The Hidden Truth
Paperback: N pages
Hans G. Schantz
Publisher: CreateSpace Independent Publishing Platform; 1 edition (May 12, 2016)
Kindle: 2028 KB
Publication Date: May 31, 2016)
Complimentary review copy
Available on Amazon
Alternate History YA Thriller
This is a great book to feature this week since it uses as a theme a unique take on book banning. The book is set in an alternate America where Gore won the 2000 election and was killed in the 9/11 attack on the White House. Everything is just slightly different from our world, which is one of my favorite kinds of alternate history stories. For one thing, there is no Google, instead there is a quasi-government Omnitia.
The main character is Peter, a bright High School boy with a pretty cool family in what is basically Sticksville Tennessee. His engineer dad supports his goal of becoming a scientist by giving him a lot of summer homework and self-study. Peter stumbles on an odd discrepancy between what's in an old physics book in the local library and the digital version that Omnitia has on the web. His natural curiosity about this draws him and his family into a dangerous global conspiracy.
Despite this being alternate history - a lot of the historical events really happened in our actual history, as the afterword explains. Also very accurate, from what I gather, are the various techniques that Pete and his computer geek friend Amit use to access the internet anonymously. Quite educational, really.
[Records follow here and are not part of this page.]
pub mod feedbacks;
pub mod migrations;
pub mod models;
pub mod queries;

use anyhow::Result;
use chrono::{DateTime, SecondsFormat, Utc};
use rusqlite::Connection;
use rusqlite::functions::FunctionFlags;
use std::path::Path;
use std::sync::Mutex;
use tracing::info;

pub struct Database {
    conn: Mutex<Connection>,
}

impl Database {
    pub fn open(path: &Path) -> Result<Self> {
        let conn = Connection::open(path)?;

        // WAL mode for concurrent reads
        conn.pragma_update(None, "journal_mode", "WAL")?;
        conn.pragma_update(None, "foreign_keys", "ON")?;

        register_functions(&conn)?;
        migrations::run(&conn)?;

        info!("Database opened at {}", path.display());
        Ok(Self {
            conn: Mutex::new(conn),
        })
    }

    /// Fresh, private database. Used by tests and ephemeral demo servers.
    pub fn open_in_memory() -> Result<Self> {
        let conn = Connection::open_in_memory()?;
        conn.pragma_update(None, "foreign_keys", "ON")?;
        register_functions(&conn)?;
        migrations::run(&conn)?;
        Ok(Self {
            conn: Mutex::new(conn),
        })
    }

    pub fn with_conn<F, T>(&self, f: F) -> Result<T>
    where
        F: FnOnce(&Connection) -> Result<T>,
    {
        let conn = self.conn.lock().map_err(|e| anyhow::anyhow!("DB lock poisoned: {}", e))?;
        f(&conn)
    }

    /// Like `with_conn`, but hands out `&mut` so callers can open transactions.
    pub fn with_conn_mut<F, T>(&self, f: F) -> Result<T>
    where
        F: FnOnce(&mut Connection) -> Result<T>,
    {
        let mut conn = self.conn.lock().map_err(|e| anyhow::anyhow!("DB lock poisoned: {}", e))?;
        f(&mut conn)
    }
}

/// SQL helpers the queries rely on. `fold_case(text)` is the Unicode-aware
/// lowercase used for substring search; SQLite's own LIKE folds ASCII only.
fn register_functions(conn: &Connection) -> Result<()> {
    conn.create_scalar_function(
        "fold_case",
        1,
        FunctionFlags::SQLITE_UTF8 | FunctionFlags::SQLITE_DETERMINISTIC,
        |ctx| {
            let text: Option<String> = ctx.get(0)?;
            Ok(text.map(|t| pulse_types::query::fold_case(&t)))
        },
    )?;
    Ok(())
}

/// Canonical on-disk timestamp format. Fixed width and always UTC, so string
/// comparison in SQL orders the same way as the instants do.
pub fn format_ts(ts: DateTime<Utc>) -> String {
    ts.to_rfc3339_opts(SecondsFormat::Micros, true)
}

/// Parse a stored timestamp. Accepts our canonical RFC 3339 form as well as
/// SQLite's `datetime('now')` output for rows written by hand.
pub fn parse_ts(raw: &str) -> Result<DateTime<Utc>> {
    raw.parse::<DateTime<Utc>>()
        .or_else(|_| {
            chrono::NaiveDateTime::parse_from_str(raw, "%Y-%m-%d %H:%M:%S").map(|ndt| ndt.and_utc())
        })
        .map_err(|e| anyhow::anyhow!("Bad timestamp '{}': {}", raw, e))
}

/// True when `err` came from a UNIQUE/PRIMARY KEY constraint, i.e. a
/// concurrent insert won the race for the same key.
pub fn is_unique_violation(err: &anyhow::Error) -> bool {
    matches!(
        err.downcast_ref::<rusqlite::Error>(),
        Some(rusqlite::Error::SqliteFailure(e, _))
            if e.extended_code == rusqlite::ffi::SQLITE_CONSTRAINT_UNIQUE
                || e.extended_code == rusqlite::ffi::SQLITE_CONSTRAINT_PRIMARYKEY
    )
}

/// The column a unique violation fired on, read from SQLite's
/// `UNIQUE constraint failed: users.email` message. For a multi-column
/// key only the first column is returned.
pub fn unique_violation_column(err: &anyhow::Error) -> Option<String> {
    if !is_unique_violation(err) {
        return None;
    }
    let Some(rusqlite::Error::SqliteFailure(_, Some(message))) = err.downcast_ref::<rusqlite::Error>() else {
        return None;
    };
    let (_, columns) = message.split_once(':')?;
    let first = columns.split(',').next()?.trim();
    let column = first.rsplit('.').next()?;
    (!column.is_empty()).then(|| column.to_string())
}

#[cfg(test)]
mod tests {
    use super::*;
    use chrono::TimeZone;

    #[test]
    fn test_timestamp_format_sorts_lexicographically() {
        let a = Utc.with_ymd_and_hms(2024, 1, 9, 23, 59, 59).unwrap();
        let b = Utc.with_ymd_and_hms(2024, 1, 10, 0, 0, 0).unwrap();
        assert!(format_ts(a) < format_ts(b));
        assert_eq!(parse_ts(&format_ts(a)).unwrap(), a);
    }

    #[test]
    fn test_unique_violation_detected() {
        let db = Database::open_in_memory().unwrap();
        db.create_user("u1", "dana", "dana@example.com", "hash", Utc::now()).unwrap();
        let err = db
            .create_user("u2", "dana", "other@example.com", "hash", Utc::now())
            .unwrap_err();
        assert!(is_unique_violation(&err));
        assert!(!is_unique_violation(&anyhow::anyhow!("boom")));
        assert_eq!(unique_violation_column(&err).as_deref(), Some("username"));
    }

    #[test]
    fn test_unique_violation_names_email_column() {
        let db = Database::open_in_memory().unwrap();
        db.create_user("u1", "dana", "dana@example.com", "hash", Utc::now()).unwrap();
        let err = db
            .create_user("u2", "robin", "DANA@example.com", "hash", Utc::now())
            .unwrap_err();
        assert_eq!(unique_violation_column(&err).as_deref(), Some("email"));
        assert_eq!(unique_violation_column(&anyhow::anyhow!("boom")), None);
    }

    #[test]
    fn test_parse_sqlite_datetime() {
        let ts = parse_ts("2024-03-05 10:11:12").unwrap();
        assert_eq!(ts, Utc.with_ymd_and_hms(2024, 3, 5, 10, 11, 12).unwrap());
        assert!(parse_ts("yesterday").is_err());
    }
}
I really liked how the main character narrates his story. He feels like a real teen, albeit an exceptionally smart one. He's curious about the world, he's curious about girls, and best of all he isn't angsty. I like how he's a product of his upbringing and environment, and I enjoyed the small-town Tennessee setting with all the old feuds and alliances.
I also liked how the story hums along for a bit and then the plot just rapidly escalates. It gives the reader time to get interested in the alternate setting and intrigued by the mystery before events suddenly take over. Speaking of the mystery, you should know that the story ends with a clear need for a sequel. Let's hope that arrives soon.
The Hidden Truth is different, it's interesting, it's highly readable. It's a clean, exciting read that will have you thinking, and I recommend it to both teens and adults.